C’è di più: una recente inchiesta di Greenpeace è andata alla ricerca degli 894 allevamenti italiani, appartenenti a 722 aziende, che hanno comunicato le proprie emissioni di ammoniaca al registro europeo. Scoprendo che l’85% ha ricevuto i finanziamenti della PAC nel 2020, per un totale di 32 milioni di euro. Cioè circa 50mila euro per ciascuna impresa. Insomma, gli allevamenti intensivi hanno sempre inquinato, continuano a farlo, ma finora ciò non ha impedito loro di essere sostenuti con soldi pubblici.

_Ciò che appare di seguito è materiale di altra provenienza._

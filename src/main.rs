use std::fs;
use std::io::{self, Write};
use std::path::PathBuf;
use std::process::ExitCode;

use clap::{Parser, ValueEnum};
use loxvm::vm::error::{Diagnostic, InterpretError};
use loxvm::{Config, VirtualMachine};

#[derive(Debug, Clone, Copy, PartialEq, Eq, ValueEnum)]
enum LogLevel {
    Release,
    Debug,
    Trace,
}

#[derive(Parser)]
#[command(name = "loxvm")]
#[command(version = "1.0")]
#[command(about = "A bytecode interpreter for a small dynamically typed scripting language", long_about = None)]
struct Cli {
    /// Script to run. Omit to start a REPL.
    input: Option<PathBuf>,

    #[arg(short, long, value_enum, default_value_t = LogLevel::Release)]
    mode: LogLevel,

    /// Force a garbage collection before every allocation.
    #[arg(long)]
    stress_gc: bool,
}

const EX_DATAERR: u8 = 65;
const EX_SOFTWARE: u8 = 70;

fn main() -> ExitCode {
    let cli = Cli::parse();

    let config = if cli.stress_gc {
        Config::stress_gc()
    } else {
        Config::default()
    };
    let mut vm = VirtualMachine::with_config(config);
    vm.trace_execution = cli.mode == LogLevel::Trace;

    match &cli.input {
        Some(path) => run_file(&mut vm, path, cli.mode),
        None => {
            run_repl(&mut vm, cli.mode);
            ExitCode::SUCCESS
        }
    }
}

fn run_file(vm: &mut VirtualMachine, path: &PathBuf, mode: LogLevel) -> ExitCode {
    let source = match fs::read_to_string(path) {
        Ok(source) => source,
        Err(err) => {
            eprintln!("Could not read file \"{}\": {}", path.display(), err);
            return ExitCode::from(EX_SOFTWARE);
        }
    };

    if mode != LogLevel::Release {
        println!("[loxvm] running {}", path.display());
    }

    match vm.interpret(&source) {
        Ok(()) => {
            if mode == LogLevel::Trace {
                print_vm_state(vm);
            }
            ExitCode::SUCCESS
        }
        Err(err) => {
            report(&err);
            match err {
                InterpretError::Compile(_) => ExitCode::from(EX_DATAERR),
                InterpretError::Runtime(_) => ExitCode::from(EX_SOFTWARE),
            }
        }
    }
}

fn run_repl(vm: &mut VirtualMachine, mode: LogLevel) {
    let stdin = io::stdin();
    let mut line = String::new();
    loop {
        print!("> ");
        if io::stdout().flush().is_err() {
            return;
        }
        line.clear();
        match stdin.read_line(&mut line) {
            Ok(0) => {
                println!();
                return;
            }
            Ok(_) => {}
            Err(_) => return,
        }

        if let Err(err) = vm.interpret(&line) {
            report(&err);
        } else if mode == LogLevel::Trace {
            print_vm_state(vm);
        }
    }
}

fn report(err: &InterpretError) {
    err.report(&mut io::stderr());
}

fn print_vm_state(vm: &VirtualMachine) {
    println!("{:-<60}", "-- vm state ");
    println!("stack depth: {}", vm.stack_depth());
    println!("call frames: {}", vm.frame_count());
    println!("heap bytes allocated: {}", vm.heap_bytes_allocated());
    println!("{:-<60}", "");
}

Gli allevamenti intensivi rischiano di essere “premiati” dalla PAC
Una distorsione che potrebbe andare avanti anche dopo la recente riforma della PAC. La strategia europea Farm to Fork prevede infatti di dimezzare le vendite di antibiotici destinati agli animali da allevamento. Da qui il primo degli eco-schemi italiani, riferito proprio a «benessere animale e riduzione degli antibiotici». Nel biologico, però, gli antibiotici sono già vietati. Dunque non c’è nulla da ridurre.
«Si determina il paradosso per cui, ancora una volta, la zootecnia intensiva rischia di essere premiata con i fondi pubblici più di quanto potrà esserlo quella bio e l’allevamento al pascolo. Una check-list studiata sul sistema intensivo di grande dimensione e che non consente di registrare il livello di benessere nei piccoli allevamenti e nell’estensivo», conclude Maria Grazia Mammuccini.
Perché un modello alternativo esiste e merita di essere sostenuto. FederBio ha messo nero su bianco un nuovo standard per il benessere animale, ancora più rigoroso di quello previsto per il biologico. Prevede, fra le altre cose, l’obbligo di pascolo per almeno 120 giorni l’anno per bovini, suini e ovini; l’uso di razze a lento accrescimento; il divieto di tagliare le corna alle vacche, il becco alle galline, uccidere i pulcini maschi e rinchiudere le scrofe in gabbie da allattamento. Perché occorre puntare su sistemi di allevamento e di trasformazione dei prodotti nei quali sostenibilità ambientale, benessere animale e salute delle persone siano elementi strettamente legati tra di loro.